There’s a crisis simmering right before our eyes: too many individuals looking to purchase or rent homes or apartments and many of them continue to come up short. Either due to lack or availability or not having the finances to afford a mortgage.
The 2014-15 housing market was recently scrutinized and the current Census Bureau estimates in addition to the latest American Community Survey demonstrates that Housing vacancies are currently at the lowest levels since at least 2005.
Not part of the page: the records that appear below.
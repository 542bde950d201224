//! Client-side validation of widget configurations.
//!
//! | kind          | columns | type constraint                             | aggregation   |
//! |---------------|---------|---------------------------------------------|---------------|
//! | kpi           | 1       | numeric                                     | required      |
//! | bar/line/area | 2       | first text or date, second numeric          | required      |
//! | pie           | 1       | text, at most 10 distinct values when known | must be count |
//! | table         | 1+      | none                                        | must be absent|
//!
//! Validation is pure: the same draft and analysis always yield the same
//! issues, and nothing here touches the network.

use thiserror::Error;

use crate::model::dashboard::{Aggregation, ChartType};
use crate::model::data_file::ColumnAnalysis;
use crate::model::template::ColumnType;
use crate::workspace::WidgetDraft;

/// Pie charts with more distinct categories than this are rejected.
pub const MAX_PIE_CATEGORIES: u64 = 10;

#[derive(Error, Debug, Clone, PartialEq)]
pub enum WidgetIssue {
    #[error("Selecciona un tipo de gráfico")]
    MissingChartType,

    #[error("Selecciona al menos una columna")]
    NoColumns,

    #[error("{} requiere exactamente {expected} {}", chart_label(.chart), column_noun(.expected))]
    WrongColumnCount { chart: ChartType, expected: usize },

    #[error("La columna \"{0}\" debe ser numérica")]
    NotNumeric(String),

    #[error("La primera columna (\"{0}\") debe ser texto o fecha")]
    NotCategory(String),

    #[error("Falta la columna de valor")]
    MissingValueColumn,

    #[error("La columna \"{0}\" debe ser de texto")]
    NotText(String),

    #[error("La columna \"{column}\" tiene {unique} valores únicos; el gráfico de pastel admite hasta 10")]
    TooManyCategories { column: String, unique: u64 },

    #[error("Requiere una agregación")]
    MissingAggregation,

    #[error("El gráfico de pastel requiere la agregación 'count'")]
    PieRequiresCount,

    #[error("La tabla no debe tener agregación")]
    TableWithAggregation,
}

fn chart_label(chart: &ChartType) -> &'static str {
    chart.label()
}

fn column_noun(count: &usize) -> &'static str {
    if *count == 1 { "columna" } else { "columnas" }
}

/// Returns every rule the draft breaks. An empty list means the widget is accepted.
pub fn validate_widget(draft: &WidgetDraft, columns: &[ColumnAnalysis]) -> Vec<WidgetIssue> {
    let Some(chart) = draft.chart_type else {
        return vec![WidgetIssue::MissingChartType];
    };

    if draft.columns.is_empty() {
        let mut issues = vec![WidgetIssue::NoColumns];
        issues.extend(aggregation_issue(chart, draft.aggregation));
        return issues;
    }

    let mut issues = Vec::new();

    if !chart.arity().accepts(draft.columns.len()) {
        if let Some(expected) = chart.arity().max() {
            issues.push(WidgetIssue::WrongColumnCount { chart, expected });
        }
    }

    let type_of = |name: &str| lookup(columns, name).map(|c| c.column_type);

    match chart {
        ChartType::Kpi => {
            let first = &draft.columns[0];
            if type_of(first) != Some(ColumnType::Number) {
                issues.push(WidgetIssue::NotNumeric(first.clone()));
            }
        }
        ChartType::Bar | ChartType::Line | ChartType::Area => {
            let first = &draft.columns[0];
            if !matches!(type_of(first), Some(ColumnType::Text | ColumnType::Date)) {
                issues.push(WidgetIssue::NotCategory(first.clone()));
            }
            match draft.columns.get(1) {
                Some(second) if type_of(second) != Some(ColumnType::Number) => {
                    issues.push(WidgetIssue::NotNumeric(second.clone()));
                }
                Some(_) => {}
                None => issues.push(WidgetIssue::MissingValueColumn),
            }
        }
        ChartType::Pie => {
            let first = &draft.columns[0];
            match lookup(columns, first) {
                Some(analysis) if analysis.column_type == ColumnType::Text => {
                    if let Some(unique) = analysis.unique_count.filter(|u| *u > MAX_PIE_CATEGORIES) {
                        issues.push(WidgetIssue::TooManyCategories {
                            column: first.clone(),
                            unique,
                        });
                    }
                }
                _ => issues.push(WidgetIssue::NotText(first.clone())),
            }
        }
        ChartType::Table => {}
    }

    issues.extend(aggregation_issue(chart, draft.aggregation));
    issues
}

fn aggregation_issue(chart: ChartType, aggregation: Option<Aggregation>) -> Option<WidgetIssue> {
    match (chart, aggregation) {
        (ChartType::Table, Some(_)) => Some(WidgetIssue::TableWithAggregation),
        (ChartType::Table, None) => None,
        (ChartType::Pie, Some(Aggregation::Count)) => None,
        (ChartType::Pie, _) => Some(WidgetIssue::PieRequiresCount),
        (_, None) => Some(WidgetIssue::MissingAggregation),
        (_, Some(_)) => None,
    }
}

fn lookup<'a>(columns: &'a [ColumnAnalysis], name: &str) -> Option<&'a ColumnAnalysis> {
    columns.iter().find(|c| c.column_name == name)
}

#[cfg(test)]
pub(crate) mod tests {
    use super::*;

    pub(crate) fn analysis(name: &str, column_type: ColumnType, unique: Option<u64>) -> ColumnAnalysis {
        ColumnAnalysis {
            column_name: name.to_string(),
            column_type,
            total_count: 100,
            non_null_count: 100,
            null_count: 0,
            null_percentage: 0.0,
            unique_count: unique,
            is_categorical: unique.is_some(),
            sample_values: Vec::new(),
            min: None,
            max: None,
            avg: None,
            sum: None,
        }
    }

    pub(crate) fn sample_columns() -> Vec<ColumnAnalysis> {
        vec![
            analysis("Region", ColumnType::Text, Some(4)),
            analysis("Fecha", ColumnType::Date, None),
            analysis("Total", ColumnType::Number, None),
            analysis("Cantidad", ColumnType::Number, None),
            analysis("Cliente", ColumnType::Text, Some(250)),
            analysis("Activo", ColumnType::Boolean, None),
        ]
    }

    fn draft(chart: ChartType, columns: &[&str], aggregation: Option<Aggregation>) -> WidgetDraft {
        WidgetDraft {
            position: 1,
            chart_type: Some(chart),
            title: String::new(),
            columns: columns.iter().map(|c| c.to_string()).collect(),
            aggregation,
        }
    }

    #[test]
    fn valid_configurations_have_no_issues() {
        let cols = sample_columns();
        let valid = [
            draft(ChartType::Kpi, &["Total"], Some(Aggregation::Sum)),
            draft(ChartType::Bar, &["Region", "Total"], Some(Aggregation::Avg)),
            draft(ChartType::Line, &["Fecha", "Cantidad"], Some(Aggregation::Max)),
            draft(ChartType::Area, &["Fecha", "Total"], Some(Aggregation::Min)),
            draft(ChartType::Pie, &["Region"], Some(Aggregation::Count)),
            draft(ChartType::Table, &["Region", "Activo", "Total"], None),
        ];
        for d in &valid {
            let issues = validate_widget(d, &cols);
            assert!(issues.is_empty(), "{:?}: {:?}", d.chart_type, issues);
        }
    }

    #[test]
    fn kpi_rules() {
        let cols = sample_columns();
        assert_eq!(
            validate_widget(&draft(ChartType::Kpi, &["Region"], None), &cols),
            vec![WidgetIssue::NotNumeric("Region".into()), WidgetIssue::MissingAggregation]
        );
        assert_eq!(
            validate_widget(&draft(ChartType::Kpi, &["Total", "Cantidad"], Some(Aggregation::Sum)), &cols),
            vec![WidgetIssue::WrongColumnCount {
                chart: ChartType::Kpi,
                expected: 1
            }]
        );
    }

    #[test]
    fn series_rules_depend_on_pick_order() {
        let cols = sample_columns();
        let reversed = draft(ChartType::Bar, &["Total", "Region"], Some(Aggregation::Sum));
        assert_eq!(
            validate_widget(&reversed, &cols),
            vec![WidgetIssue::NotCategory("Total".into()), WidgetIssue::NotNumeric("Region".into())]
        );

        let single = draft(ChartType::Line, &["Fecha"], Some(Aggregation::Sum));
        assert_eq!(
            validate_widget(&single, &cols),
            vec![
                WidgetIssue::WrongColumnCount {
                    chart: ChartType::Line,
                    expected: 2
                },
                WidgetIssue::MissingValueColumn
            ]
        );
    }

    #[test]
    fn pie_boundary_at_ten_categories() {
        let mut cols = sample_columns();
        cols.push(analysis("Diez", ColumnType::Text, Some(10)));
        cols.push(analysis("Once", ColumnType::Text, Some(11)));

        let ten = draft(ChartType::Pie, &["Diez"], Some(Aggregation::Count));
        assert!(validate_widget(&ten, &cols).is_empty());

        let eleven = draft(ChartType::Pie, &["Once"], Some(Aggregation::Count));
        assert_eq!(
            validate_widget(&eleven, &cols),
            vec![WidgetIssue::TooManyCategories {
                column: "Once".into(),
                unique: 11
            }]
        );
    }

    #[test]
    fn pie_requires_text_and_count() {
        let cols = sample_columns();
        let pie = draft(ChartType::Pie, &["Total"], Some(Aggregation::Sum));
        assert_eq!(
            validate_widget(&pie, &cols),
            vec![WidgetIssue::NotText("Total".into()), WidgetIssue::PieRequiresCount]
        );
    }

    #[test]
    fn pie_with_unknown_cardinality_is_accepted() {
        let cols = vec![analysis("Libre", ColumnType::Text, None)];
        let pie = draft(ChartType::Pie, &["Libre"], Some(Aggregation::Count));
        assert!(validate_widget(&pie, &cols).is_empty());
    }

    #[test]
    fn table_rejects_aggregation_and_empty_columns() {
        let cols = sample_columns();
        assert_eq!(
            validate_widget(&draft(ChartType::Table, &["Region"], Some(Aggregation::Count)), &cols),
            vec![WidgetIssue::TableWithAggregation]
        );
        assert_eq!(
            validate_widget(&draft(ChartType::Table, &[], None), &cols),
            vec![WidgetIssue::NoColumns]
        );
        // Columns absent from the analysis carry no constraint for tables.
        assert!(validate_widget(&draft(ChartType::Table, &["Desconocida"], None), &cols).is_empty());
    }

    #[test]
    fn unknown_columns_fail_typed_kinds() {
        let cols = sample_columns();
        assert_eq!(
            validate_widget(&draft(ChartType::Kpi, &["Fantasma"], Some(Aggregation::Sum)), &cols),
            vec![WidgetIssue::NotNumeric("Fantasma".into())]
        );
    }

    #[test]
    fn validation_is_idempotent() {
        let cols = sample_columns();
        let d = draft(ChartType::Bar, &["Total"], None);
        let first = validate_widget(&d, &cols);
        let second = validate_widget(&d, &cols);
        assert_eq!(first, second);
        assert!(!first.is_empty());
    }

    #[test]
    fn empty_draft_asks_for_a_chart_type() {
        let d = WidgetDraft::empty(3);
        assert_eq!(validate_widget(&d, &sample_columns()), vec![WidgetIssue::MissingChartType]);
    }

    #[test]
    fn messages_are_human_readable() {
        let issue = WidgetIssue::WrongColumnCount {
            chart: ChartType::Bar,
            expected: 2,
        };
        assert_eq!(issue.to_string(), "Barras requiere exactamente 2 columnas");
        let issue = WidgetIssue::WrongColumnCount {
            chart: ChartType::Kpi,
            expected: 1,
        };
        assert_eq!(issue.to_string(), "KPI requiere exactamente 1 columna");
    }
}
Hey buddy, can you spare a house?
According to an Economist Outlook article nationally, “the rental vacancy rate was 7.3 percent while homeowner housing rate was 1.9 percent for the third quarter 2015.Conversely, out of the 32,634 zip codes, 79 percent had a vacancy rate less than 25 percent, 16 percent had 25 to 50 percent, 4 percent had 50 to 75 percent, and 1 percent had 75 percent and higher.” At the other end of the spectrum, Pennsylvania (8.5% of the housing units) and New York (5.9% of the housing units) had the most zip codes with zero percent housing vacancy rate.
Obviously every zip code is different. I looked up mine and found there were only 38 vacancies among houses. Only 38 houses for sale. Extremely low but it makes sense given the size of this particular area.
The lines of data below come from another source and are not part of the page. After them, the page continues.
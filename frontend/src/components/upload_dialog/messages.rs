use common::error::ApiError;
use common::model::data_file::UploadReceipt;
use common::model::template::Template;

pub enum Msg {
    LoadTemplates,
    TemplatesLoaded(Result<Vec<Template>, ApiError>),
    SelectTemplate(String),
    /// The file input changed; `None` when the selection was cleared.
    FileChosen(Option<web_sys::File>),
    Submit,
    Uploaded(Result<UploadReceipt, ApiError>),
    Close,
}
At metro area level, here is a summary of the areas with the lowest and highest housing vacancy rate in 2014:
|Highest Housing Vacancy Rate|
|Metro Area||Vacancy Rate 2014||Vacancy Rate 2011|
|Ocean City, NJ||58.4%||54.5%|
|Barnstable Town, MA||41.4%||39.4%|
|Myrtle Beach-Conway-North Myrtle Beach, SC||38.9%||38.6%|
|Naples-Marco Island, FL||36.8%||39.1%|
According the US Census Bureau, the lowest vacancy rates are in metro areas with strong job gains and/or too few new home constructions. The highest vacancy rates are in metro areas with many vacation homes.
Vacancies fall, rent rises
Meanwhile, the Joint Center for Housing Studies of Harvard University recent The State of the Nation’s Housing 2015 reports that the growing number of renter households has stressed the rental housing market nationwide, causing vacancies to fall while rents continue to rise.
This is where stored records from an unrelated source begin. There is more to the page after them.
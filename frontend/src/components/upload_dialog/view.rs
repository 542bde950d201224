use web_sys::HtmlInputElement;
use yew::html::Scope;
use yew::prelude::*;

use common::status::LoadState;
use common::upload::{accept_attribute, can_submit};

use crate::components::top_sheet::TopSheet;
use crate::helpers::{icon, select_value};

use super::messages::Msg;
use super::state::UploadDialog;

pub fn view(dialog: &UploadDialog, ctx: &Context<UploadDialog>) -> Html {
    let link = ctx.link();
    html! {
        <TopSheet open={ctx.props().open} title="Subir archivo" on_close={link.callback(|_| Msg::Close)}>
            <div class="form">
                { template_picker(dialog, link) }
                { file_picker(dialog, link) }
                <div class="form-actions">
                    <button class="btn" onclick={link.callback(|_| Msg::Close)} disabled={dialog.uploading}>
                        {"Cancelar"}
                    </button>
                    <button class="btn btn-primary" onclick={link.callback(|_| Msg::Submit)}
                        disabled={!can_submit(dialog.uploading, dialog.template_id.as_deref(), dialog.file.is_some())}>
                        { if dialog.uploading { "Subiendo..." } else { "Subir" } }
                    </button>
                </div>
            </div>
        </TopSheet>
    }
}

fn template_picker(dialog: &UploadDialog, link: &Scope<UploadDialog>) -> Html {
    let options = match &dialog.templates {
        LoadState::Loading => return html! { <p class="muted">{"Cargando templates..."}</p> },
        LoadState::Failed(_) => return html! { <p class="error-text">{"Error al cargar templates"}</p> },
        LoadState::Ready(templates) if templates.is_empty() => {
            return html! { <p class="muted">{"No tienes templates. Crea uno antes de subir un archivo."}</p> };
        }
        LoadState::Ready(templates) => templates,
    };
    let selected = dialog.template_id.clone().unwrap_or_default();

    html! {
        <label class="field">
            <span>{"Template"}</span>
            <select onchange={link.callback(|e: Event| Msg::SelectTemplate(select_value(&e)))}>
                <option value="" selected={selected.is_empty()}>{"Selecciona un template"}</option>
                { for options.iter().map(|t| html! {
                    <option value={t.id.clone()} selected={t.id == selected}>
                        { format!("{} ({} columnas)", t.name, t.columns.len()) }
                    </option>
                }) }
            </select>
        </label>
    }
}

fn file_picker(dialog: &UploadDialog, link: &Scope<UploadDialog>) -> Html {
    let on_change = link.callback(|e: Event| {
        let input: HtmlInputElement = e.target_unchecked_into();
        Msg::FileChosen(input.files().and_then(|files| files.get(0)))
    });

    html! {
        <label class="field">
            <span>{"Archivo"}</span>
            <input type="file" accept={accept_attribute()} onchange={on_change} />
            if let Some(name) = dialog.file_name() {
                <span class="file-chip">{ icon("description") }{ name }</span>
            }
            if let Some(error) = &dialog.file_error {
                <span class="error-text">{ error.clone() }</span>
            }
            <small class="muted">{"Formatos admitidos: .xlsx, .xls, .csv"}</small>
        </label>
    }
}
The national rental vacancy rate in 2014 fell to its lowest point (7.6%) in twenty years, while rents rose at 3.2%, twice the rate of inflation. And while 1.2 million apartments were added to the market since 2010, they serve the higher end of the market, with a 2013 median rent of $1,290.
At this amount, more than two-thirds of renter households cannot afford market rent.
We keep hearing there are too many individuals looking to rent or buy and not enough houses or apartments. The latest data seems to bear this out.